Fidelity Worldwide’s decision to review its securities lending program has revived the debate about whether securities lending, as it supports short selling, hurts equity prices. We find consistent evidence across years of data that this just isn’t the case. Here are the studies that show either no relationship or that a loss of short selling ability, largely from short selling bans, actually damages the market.
The most cited paper on short selling bans and market prices is “Short-Selling Bans Around the World: Evidence from the 2007-09 Crisis” by Alessandro Beber and Marco Pagano, available here. Following government short selling bans during the 2008 crisis, these professors found that “bans (i) were detrimental for liquidity, especially for stocks with small capitalization and no listed options; (ii) slowed down price discovery, especially in bear markets, and (iii) failed to support prices, except possibly for U.S. financial stocks.” In sum, no short selling hurt market quality and did almost nothing to support prices.
A slightly different paper finds that short sellers sell short on the fundamentals and are not pushing prices below where the fundamentals suggest they should be. In “Does Short-Selling Amplify Price Declines or Align Stocks with Their Fundamental Values?,” available here, authors Asher Curtis and Neil Fargher note that “while not all short positions appear to be motivated by perceptions regarding firm value, a significant concentration of short positions following price declines appear to align prices with fundamentals rather than force prices below fundamental values.”
On the fixed income side, last week the IMF came out with an announcement that the EU’s decision to ban naked short sales on sovereign debt could weaken market stability, not improve it. According to the IMF, “”The recent European ban on purchasing naked SCDS protection appears to move in the wrong direction. While the effects of the ban are hard to distinguish from the influence of other policy announcements, the prohibition may have already caused some impairment of market liquidity.” Here is a Reuters summary of the IMF report.
More generally, pretty much every international regulator and agency has said that short selling benefits market quality. We note that this is talking about short selling backed by a securities loan and not naked short selling, which is actually very damaging and undermines market integrity. The benefit of legitimate short selling is to introduce all the known information about a security at any one time. Here is IOSCO’s take on the matter from 2009.
The decisions to enact short selling bans in Europe are pretty much agreed to be driven by political sentiment, not the reality of stopping declining stock prices. SunGard did a nice analysis of Spain’s recent short selling ban and found that while prices rose during the ban, there were many other factors at stake. An ample utilization of available assets are other times did not on the other hand result in price declines. Registration is required to get the full paper.
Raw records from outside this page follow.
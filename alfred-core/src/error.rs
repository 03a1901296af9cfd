//! Error types for the `alfred-core` crate.

use thiserror::Error;

/// Errors produced by model backends.
#[derive(Debug, Error)]
pub enum CoreError {
    /// A model invocation failed.
    #[error("Model error ({provider}): {message}")]
    Model {
        /// The model backend that produced the error.
        provider: String,
        /// A description of the failure.
        message: String,
    },
}

/// A convenience result type for core operations.
pub type Result<T> = std::result::Result<T, CoreError>;
//! Error types for the `alfred-rag` crate.

use thiserror::Error;

/// Errors that can occur in retrieval operations.
#[derive(Debug, Error)]
pub enum RagError {
    /// An error occurred during embedding generation.
    #[error("Embedding error ({provider}): {message}")]
    Embedding {
        /// The embedding backend that produced the error.
        provider: String,
        /// A description of the failure.
        message: String,
    },

    /// An error occurred in the vector index backend.
    #[error("Index error ({backend}): {message}")]
    Index {
        /// The vector index backend that produced the error.
        backend: String,
        /// A description of the failure.
        message: String,
    },

    /// An error occurred while scoring candidates for relevance.
    #[error("Rerank error: {0}")]
    Rerank(String),

    /// A configuration validation error.
    #[error("Configuration error: {0}")]
    Config(String),

    /// An error in pipeline orchestration.
    #[error("Pipeline error: {0}")]
    Pipeline(String),

    /// An error propagated from a model backend.
    #[error(transparent)]
    Model(#[from] alfred_core::CoreError),
}

/// A convenience result type for retrieval operations.
pub type Result<T> = std::result::Result<T, RagError>;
At IMN’s 2010 Beneficial Owner Conference in the US, SunGard also presented a slide on Green Mountain Coffee that showed the company’s stock price rising as intrinsic value increased for securities lenders. The short sellers paid more and got the story wrong on that one, at least in 2010.
We also heard the question of securities loans damaging stock prices last week from a buy-side client, where a portfolio manager had asked to pull a few names from their lending program. Our response was to look at the fees each security was earning and make a determination from there. Three of the four names were GC or close to it with no utilization to speak of; we saw no harm to pull those names if there was any demand to begin with. The last name was earning over 20% annually with high utilization. We thought this should stay in the lending program as it generated good revenue. The real question is whether the portfolio manager is committed to the stock. If so, it is a keeper in both the portfolio and the lending program. If not, time to sell.
In Fidelity Worldwide’s case (we understand this to be a separate legal entity from the US Fidelity mutual funds), we can see a decision to leave lending if the funds generate insufficient revenue to justify the program. Fidelity Worldwide also mentioned a shrinkage of dividend arbitrage revenues, which we think is another real reason to leave lending.
The old argument that securities lending and hence short selling hurts market prices though does not appear justified anywhere however. The academic evidence and regulatory support argue otherwise.